At her name, though, she moved outward, lifting her chin, rising up to her full height.
“Gem-ma,” she clarified.
“Whatever. Your quitting was incredibly inconvenient, you know.”
Incredibly inconvenient?
Quin’s face held the same surprise and confusion as I felt.
That wasn’t how people who were plotting kidnapping and murder acted.
“Having to actually replace your own toilet paper roll must be so taxing,” Gemma drawled, and it took a lot not to smile, not used to her being so snarky.
“What are you doing in my house?” he asked, moving away from his mess. It would likely sit there until the housekeeper came back in the morning to handle it.
“We’re here to discuss a business problem,” Quin informed him.
“I don’t discuss business in my home. Without an appointment.”
“In their defense, you would have no idea if you actually had an appointment unless someone else told you,” Gemma told him, on a roll.
“You were the worst assistant I’d ever had,” Phillip shot back as we followed him past the front door and into his study–a room decorated entirely in dark wood and leather.
“Alright, you’re done talking to her,” Quin informed Phillip with enough aggression to make his shoulders tense. “We’re here to talk about your cancer cover-up.”
I knew the second it was out of Quin’s mouth that something was wrong, that we were wrong.
“Cancer cover-up,” Philip repeated, brows furrowing. “Oh, that nonsense about a few cases after lifelong use? Newsflash, people, all chemicals can cause cancer after using them in huge quantities over a long period of time.”
“We’re not talking about that. We’re talking about your so-called ‘more natural’ product about to hit the market.”
“It doesn’t cause cancer. Jesus. You environmentalists. Suspicious of everything.”
This wasn’t an act.
I’d known a lot of good liars, but this wasn’t a lie.
He truly believed their product was safe.
“It killed several of your employees,” Gemma snapped, not quite buying it.
“What?”
“The fuck is going on here?” Quin mumbled under his breath, barely loud enough for me to hear.
“Don’t act like you don’t know about it. You had files about it on your computer.”
“There are a lot of files on my computer.”
“There was a detailed file from Roland Eggers right before the cancer killed him.”
“I knew we lost Eggers. He was a good man. But I know nothing about any correlation between his illness and working at our company.”
“Don’t try to tell me that you don’t know what is going on in your own company,” Gemma snapped.
“I know what is told to me in emails and meetings.”
That was likely fair enough.
No CEO knew every little detail about every department of their company. They delegated and expected those who he delegated things to to update him regularly on possible progress or setbacks.
At this point, we had to ask ourselves one simple question.

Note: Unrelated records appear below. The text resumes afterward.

//! Outbound delivery of markdown reports to the group-robot webhook.

use std::future::Future;
use std::pin::Pin;
use std::time::Duration;

use serde::Deserialize;
use serde_json::json;
use tracing::{debug, info};

use crate::{AppError, Result};

/// Boxed future returned by [`MarkdownSink::forward`].
pub type SinkFuture<'a> = Pin<Box<dyn Future<Output = Result<()>> + Send + 'a>>;

/// Destination for rendered markdown reports.
pub trait MarkdownSink: Send + Sync {
    /// Deliver `content` as a markdown message.
    ///
    /// # Errors
    ///
    /// Returns [`AppError::Webhook`] if delivery fails.
    fn forward(&self, content: String) -> SinkFuture<'_>;
}

/// Acknowledgement body returned by the group-robot API.
#[derive(Debug, Deserialize)]
struct WebhookAck {
    #[serde(default)]
    errcode: i64,
    #[serde(default)]
    errmsg: String,
}

/// Build the JSON body the webhook expects for a markdown message.
#[must_use]
pub fn markdown_body(content: &str) -> serde_json::Value {
    json!({
        "msgtype": "markdown",
        "markdown": { "content": content },
    })
}

/// `reqwest` backed [`MarkdownSink`] posting to a fixed URL.
#[derive(Debug, Clone)]
pub struct WebhookForwarder {
    http: reqwest::Client,
    url: String,
}

impl WebhookForwarder {
    /// Create a forwarder for `url` whose requests give up after `timeout`.
    ///
    /// # Errors
    ///
    /// Returns `AppError::Webhook` if the HTTP client cannot be built.
    pub fn new(url: impl Into<String>, timeout: Duration) -> Result<Self> {
        let http = reqwest::Client::builder()
            .timeout(timeout)
            .build()
            .map_err(|err| AppError::Webhook(format!("failed to create webhook client: {err}")))?;
        Ok(Self {
            http,
            url: url.into(),
        })
    }

    async fn deliver(&self, content: String) -> Result<()> {
        let body = markdown_body(&content);
        debug!(bytes = content.len(), "posting markdown to webhook");

        let response = self
            .http
            .post(&self.url)
            .json(&body)
            .send()
            .await?
            .error_for_status()?;

        // Non-JSON acknowledgements are tolerated; only an explicit errcode fails.
        let text = response.text().await?;
        if let Ok(ack) = serde_json::from_str::<WebhookAck>(&text) {
            if ack.errcode != 0 {
                return Err(AppError::Webhook(format!(
                    "webhook rejected message: {} ({})",
                    ack.errmsg, ack.errcode
                )));
            }
        }

        info!("forwarded markdown report");
        Ok(())
    }
}

impl MarkdownSink for WebhookForwarder {
    fn forward(&self, content: String) -> SinkFuture<'_> {
        Box::pin(self.deliver(content))
    }
}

Who, aside from Phillip, stood to gain the most from keeping this in the dark?
My head whipped over, finding the name practically flashing across Gemma’s eyes as well.
David.
He was suspicious, paranoid, ruthless, threatening.
And smart enough to keep his boss in the dark.

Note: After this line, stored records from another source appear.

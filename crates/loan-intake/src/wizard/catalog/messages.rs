use std::collections::{BTreeMap, HashMap, HashSet};
use std::sync::{Arc, Mutex, MutexGuard, PoisonError};

use async_trait::async_trait;
use tokio::runtime::Handle;

use super::fallback::default_message;
use super::{CatalogError, Locale};

#[async_trait]
pub trait MessageSource: Send + Sync {
    async fn fetch(&self, locale: &Locale) -> Result<BTreeMap<String, String>, CatalogError>;
}

#[async_trait]
impl<T: MessageSource + ?Sized> MessageSource for Arc<T> {
    async fn fetch(&self, locale: &Locale) -> Result<BTreeMap<String, String>, CatalogError> {
        (**self).fetch(locale).await
    }
}

#[derive(Debug)]
struct MessageState {
    active_locale: Locale,
    catalogs: HashMap<Locale, BTreeMap<String, String>>,
    ticket: u64,
    refreshing: HashSet<Locale>,
    /// Locales whose last fetch failed; misses stop refetching until an
    /// explicit `refresh`, a locale change or `clear`.
    failed: HashSet<Locale>,
}

struct Inner<S> {
    source: S,
    state: Mutex<MessageState>,
}

/// Resolves validation codes to display text, always synchronously.
pub struct MessageCatalogResolver<S> {
    inner: Arc<Inner<S>>,
}

impl<S> Clone for MessageCatalogResolver<S> {
    fn clone(&self) -> Self {
        Self {
            inner: Arc::clone(&self.inner),
        }
    }
}

impl<S> MessageCatalogResolver<S>
where
    S: MessageSource + 'static,
{
    pub fn new(source: S, locale: Locale) -> Self {
        Self {
            inner: Arc::new(Inner {
                source,
                state: Mutex::new(MessageState {
                    active_locale: locale,
                    catalogs: HashMap::new(),
                    ticket: 0,
                    refreshing: HashSet::new(),
                    failed: HashSet::new(),
                }),
            }),
        }
    }

    /// Catalog text, then the built-in English text, then the code itself.
    ///
    /// A miss on an unloaded locale starts a background refresh when a
    /// runtime is available, unless the last fetch for it failed.
    pub fn get_error_message(&self, code: &str, locale: &Locale) -> String {
        let needs_refresh = {
            let mut state = self.lock();
            if &state.active_locale != locale {
                state.active_locale = locale.clone();
                state.catalogs.clear();
                state.refreshing.clear();
                state.failed.clear();
            }
            if let Some(text) = state.catalogs.get(locale).and_then(|catalog| catalog.get(code)) {
                return text.clone();
            }
            let needs_refresh = !state.catalogs.contains_key(locale)
                && !state.refreshing.contains(locale)
                && !state.failed.contains(locale)
                && Handle::try_current().is_ok();
            if needs_refresh {
                state.refreshing.insert(locale.clone());
            }
            needs_refresh
        };

        if needs_refresh {
            self.spawn_refresh(locale);
        }

        default_message(code)
            .map(str::to_string)
            .unwrap_or_else(|| code.to_string())
    }

    /// Resolve several codes at once.
    pub fn messages_for<'a>(
        &self,
        codes: impl IntoIterator<Item = &'a str>,
        locale: &Locale,
    ) -> BTreeMap<String, String> {
        codes
            .into_iter()
            .map(|code| (code.to_string(), self.get_error_message(code, locale)))
            .collect()
    }

    /// Fetch the catalog for `locale`. Only the newest request may populate the cache.
    pub async fn refresh(&self, locale: &Locale) -> Result<usize, CatalogError> {
        let ticket = {
            let mut state = self.lock();
            if &state.active_locale != locale {
                state.active_locale = locale.clone();
                state.catalogs.clear();
                state.failed.clear();
            }
            state.refreshing.insert(locale.clone());
            state.ticket += 1;
            state.ticket
        };

        let result = self.inner.source.fetch(locale).await;

        let mut state = self.lock();
        state.refreshing.remove(locale);
        let current = state.ticket == ticket && &state.active_locale == locale;
        match result {
            Ok(catalog) if current => {
                let count = catalog.len();
                state.failed.remove(locale);
                state.catalogs.insert(locale.clone(), catalog);
                tracing::debug!(locale = %locale, count, "message catalog loaded");
                Ok(count)
            }
            Ok(_) => {
                tracing::warn!(locale = %locale, "discarded superseded message catalog");
                Ok(0)
            }
            Err(err) => {
                if current {
                    state.failed.insert(locale.clone());
                }
                tracing::warn!(
                    locale = %locale,
                    error = %err,
                    "message catalog unavailable; using defaults"
                );
                Err(err)
            }
        }
    }

    pub fn is_loaded(&self, locale: &Locale) -> bool {
        self.lock().catalogs.contains_key(locale)
    }

    pub fn clear(&self) {
        let mut state = self.lock();
        state.catalogs.clear();
        state.refreshing.clear();
        state.failed.clear();
        state.ticket += 1;
    }

    fn spawn_refresh(&self, locale: &Locale) {
        let Ok(handle) = Handle::try_current() else {
            return;
        };
        let resolver = self.clone();
        let locale = locale.clone();
        handle.spawn(async move {
            // Failures are already logged; defaults keep serving.
            let _ = resolver.refresh(&locale).await;
        });
    }

    fn lock(&self) -> MutexGuard<'_, MessageState> {
        self.inner.state.lock().unwrap_or_else(PoisonError::into_inner)
    }
}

“I think I need to make a call,” Phillip said, already reaching for his cell phone, putting the pieces together himself.
We all stood there on bated breath, half expecting him to lay it all out over the phone.
But, to our surprise–and his credit–he just demanded David come over, that there was something they needed to discuss immediately.
“Now, who the hell are you guys?” he asked when he hung up, gaze moving over all of us.
“Quinton Baird,” Quin supplied. “We… fix things,” he supplied carefully.
Luckily enough, men like Phillip Harper knew exactly what fixers were, how they operated, why they were needed.
“Hired by?”
“Doing a personal favor for our former employee,” Quin supplied, nodding toward Gemma.
“And she needed you to fix, what, exactly?”
“A wrong in your company.”
“We don’t know if there is a wrong in my company,” Phillip said diplomatically.
There were a few more tense sentences shared before the front door opened and slammed closed, as footsteps clicked on the marble as they made their way toward us.
I could feel Gemma moving in behind me more, her breathing starting to rush out of her as David came around us, casting a curious gaze at both Quin and me, and–likely–just the side of Gemma since her head was hiding behind my shoulder.
“These people have come here to tell me something very interesting about my company.”
“What could they possibly have to tell you about your company?” David asked, and I could already see what his role was. CFO, sure, but also the resident ass-kisser, ego-stroker, the one who convinced Phillip that everything was fine, that he was the lord and master.
When he was the puppet master who had his boss on a string.
It was all making so much fucking sense.
Who stood to gain the most from pushing a product through despite the scandal?
The man in charge of making the company money. The man who likely stood to gain an obscene raise when it was a commercial success.